- _DESCRIPTION OF THE TASK_
Line count for "draft": give the number of lines in the records below that hold it, and nothing else.

- _DATASET RECORDS_

::::::

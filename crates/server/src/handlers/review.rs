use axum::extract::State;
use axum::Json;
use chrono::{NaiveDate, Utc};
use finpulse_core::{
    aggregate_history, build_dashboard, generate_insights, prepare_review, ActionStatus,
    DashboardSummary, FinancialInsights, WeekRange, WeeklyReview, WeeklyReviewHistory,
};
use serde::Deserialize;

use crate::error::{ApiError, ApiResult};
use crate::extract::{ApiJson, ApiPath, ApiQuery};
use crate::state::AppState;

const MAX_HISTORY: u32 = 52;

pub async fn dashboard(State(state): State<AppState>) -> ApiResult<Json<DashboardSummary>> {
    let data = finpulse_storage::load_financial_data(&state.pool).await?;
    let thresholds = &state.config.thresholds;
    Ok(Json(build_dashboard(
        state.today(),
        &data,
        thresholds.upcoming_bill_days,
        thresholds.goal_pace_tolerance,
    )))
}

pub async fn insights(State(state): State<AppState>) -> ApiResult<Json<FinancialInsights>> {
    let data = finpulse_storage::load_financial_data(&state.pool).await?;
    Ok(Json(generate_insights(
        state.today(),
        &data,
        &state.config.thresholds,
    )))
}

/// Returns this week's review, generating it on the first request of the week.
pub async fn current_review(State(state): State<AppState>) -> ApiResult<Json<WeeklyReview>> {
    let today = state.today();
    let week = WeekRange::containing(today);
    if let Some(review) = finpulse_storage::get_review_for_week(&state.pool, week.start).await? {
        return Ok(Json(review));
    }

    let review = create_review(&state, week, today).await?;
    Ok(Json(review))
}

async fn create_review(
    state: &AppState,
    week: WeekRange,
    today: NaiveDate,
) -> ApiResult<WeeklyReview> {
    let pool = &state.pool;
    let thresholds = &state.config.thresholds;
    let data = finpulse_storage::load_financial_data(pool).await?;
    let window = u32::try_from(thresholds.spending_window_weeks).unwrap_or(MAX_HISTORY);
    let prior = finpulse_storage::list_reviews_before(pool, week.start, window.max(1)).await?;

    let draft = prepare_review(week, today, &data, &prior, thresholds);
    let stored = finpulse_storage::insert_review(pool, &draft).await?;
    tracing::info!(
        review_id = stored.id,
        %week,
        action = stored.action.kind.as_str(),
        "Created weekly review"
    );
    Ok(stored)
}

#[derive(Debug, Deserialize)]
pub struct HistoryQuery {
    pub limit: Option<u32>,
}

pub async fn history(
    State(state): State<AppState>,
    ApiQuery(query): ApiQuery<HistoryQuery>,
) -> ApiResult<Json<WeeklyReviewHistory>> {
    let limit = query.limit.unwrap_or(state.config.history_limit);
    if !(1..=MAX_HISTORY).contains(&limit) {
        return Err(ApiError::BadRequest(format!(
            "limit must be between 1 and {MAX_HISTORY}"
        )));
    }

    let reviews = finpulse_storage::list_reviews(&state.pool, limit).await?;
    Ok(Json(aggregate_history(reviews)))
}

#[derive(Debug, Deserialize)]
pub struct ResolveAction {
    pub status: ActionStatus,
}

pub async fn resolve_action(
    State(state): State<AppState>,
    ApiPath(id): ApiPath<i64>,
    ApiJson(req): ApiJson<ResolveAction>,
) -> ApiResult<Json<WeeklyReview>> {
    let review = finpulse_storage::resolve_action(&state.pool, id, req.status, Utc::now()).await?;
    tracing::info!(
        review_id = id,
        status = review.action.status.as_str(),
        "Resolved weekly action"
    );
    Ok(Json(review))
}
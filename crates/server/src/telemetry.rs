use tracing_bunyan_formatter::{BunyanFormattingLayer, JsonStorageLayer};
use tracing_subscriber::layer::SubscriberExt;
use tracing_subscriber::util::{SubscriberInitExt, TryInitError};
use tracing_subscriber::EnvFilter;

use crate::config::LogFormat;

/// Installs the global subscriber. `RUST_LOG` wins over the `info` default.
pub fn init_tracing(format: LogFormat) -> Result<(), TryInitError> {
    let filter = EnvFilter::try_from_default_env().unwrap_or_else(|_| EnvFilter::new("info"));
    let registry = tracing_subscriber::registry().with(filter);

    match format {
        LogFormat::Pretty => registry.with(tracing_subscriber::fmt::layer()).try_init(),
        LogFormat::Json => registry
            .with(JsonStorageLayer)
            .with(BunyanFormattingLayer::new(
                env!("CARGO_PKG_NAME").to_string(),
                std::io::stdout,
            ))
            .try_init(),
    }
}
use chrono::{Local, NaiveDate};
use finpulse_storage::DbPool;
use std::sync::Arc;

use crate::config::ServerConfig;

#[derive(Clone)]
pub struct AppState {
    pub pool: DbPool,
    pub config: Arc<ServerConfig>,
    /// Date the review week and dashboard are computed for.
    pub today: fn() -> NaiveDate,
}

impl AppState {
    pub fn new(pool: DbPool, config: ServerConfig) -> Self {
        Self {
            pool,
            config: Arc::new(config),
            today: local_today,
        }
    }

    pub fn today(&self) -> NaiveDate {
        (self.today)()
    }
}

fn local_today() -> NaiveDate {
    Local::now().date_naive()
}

::::::

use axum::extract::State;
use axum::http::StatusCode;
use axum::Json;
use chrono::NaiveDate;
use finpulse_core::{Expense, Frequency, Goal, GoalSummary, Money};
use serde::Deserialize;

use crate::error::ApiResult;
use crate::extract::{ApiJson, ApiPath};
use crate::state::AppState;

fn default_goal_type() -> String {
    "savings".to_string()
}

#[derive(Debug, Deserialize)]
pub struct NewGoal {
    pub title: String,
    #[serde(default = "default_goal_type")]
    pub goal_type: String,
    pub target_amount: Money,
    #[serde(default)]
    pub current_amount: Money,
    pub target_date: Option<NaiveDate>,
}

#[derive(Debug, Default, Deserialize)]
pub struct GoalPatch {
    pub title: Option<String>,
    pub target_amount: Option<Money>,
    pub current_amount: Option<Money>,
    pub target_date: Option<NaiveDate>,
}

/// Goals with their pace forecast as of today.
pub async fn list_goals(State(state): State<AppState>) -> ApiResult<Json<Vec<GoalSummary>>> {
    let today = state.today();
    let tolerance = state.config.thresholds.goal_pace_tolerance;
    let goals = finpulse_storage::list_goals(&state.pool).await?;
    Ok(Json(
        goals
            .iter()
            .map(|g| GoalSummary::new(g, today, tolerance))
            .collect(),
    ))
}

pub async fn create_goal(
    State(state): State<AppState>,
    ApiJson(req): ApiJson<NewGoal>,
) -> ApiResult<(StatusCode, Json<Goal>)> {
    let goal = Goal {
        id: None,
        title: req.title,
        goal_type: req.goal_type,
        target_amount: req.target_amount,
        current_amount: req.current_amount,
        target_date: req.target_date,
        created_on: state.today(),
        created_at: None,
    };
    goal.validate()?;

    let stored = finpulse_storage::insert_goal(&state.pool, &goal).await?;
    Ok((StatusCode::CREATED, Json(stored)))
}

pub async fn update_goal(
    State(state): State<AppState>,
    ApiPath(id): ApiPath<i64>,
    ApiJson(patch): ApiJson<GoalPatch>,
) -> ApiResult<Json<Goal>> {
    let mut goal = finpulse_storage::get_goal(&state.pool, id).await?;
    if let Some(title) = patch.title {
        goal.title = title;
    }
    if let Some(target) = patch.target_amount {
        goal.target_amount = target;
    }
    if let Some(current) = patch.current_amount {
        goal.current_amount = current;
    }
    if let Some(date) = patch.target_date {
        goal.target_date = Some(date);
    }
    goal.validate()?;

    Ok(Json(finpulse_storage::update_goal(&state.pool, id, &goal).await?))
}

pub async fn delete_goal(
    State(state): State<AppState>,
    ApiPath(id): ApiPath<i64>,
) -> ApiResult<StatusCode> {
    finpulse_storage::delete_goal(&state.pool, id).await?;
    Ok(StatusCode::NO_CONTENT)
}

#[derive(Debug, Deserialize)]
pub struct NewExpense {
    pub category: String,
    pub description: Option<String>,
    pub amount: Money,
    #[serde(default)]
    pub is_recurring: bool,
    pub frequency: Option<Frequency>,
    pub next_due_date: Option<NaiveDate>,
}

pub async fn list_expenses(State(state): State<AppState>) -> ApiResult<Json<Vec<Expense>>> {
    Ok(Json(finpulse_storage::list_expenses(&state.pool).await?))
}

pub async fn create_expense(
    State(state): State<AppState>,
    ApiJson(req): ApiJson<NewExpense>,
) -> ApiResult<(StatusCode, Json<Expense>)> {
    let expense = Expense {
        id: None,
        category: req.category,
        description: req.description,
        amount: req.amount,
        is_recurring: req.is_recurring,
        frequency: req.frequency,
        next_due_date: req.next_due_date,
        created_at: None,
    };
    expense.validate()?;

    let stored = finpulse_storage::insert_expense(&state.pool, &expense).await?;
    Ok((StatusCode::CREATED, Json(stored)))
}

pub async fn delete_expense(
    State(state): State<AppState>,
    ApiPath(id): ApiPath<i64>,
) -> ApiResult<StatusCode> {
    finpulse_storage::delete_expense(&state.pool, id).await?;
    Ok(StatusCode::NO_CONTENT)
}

::::::

- _RESPONSE_
2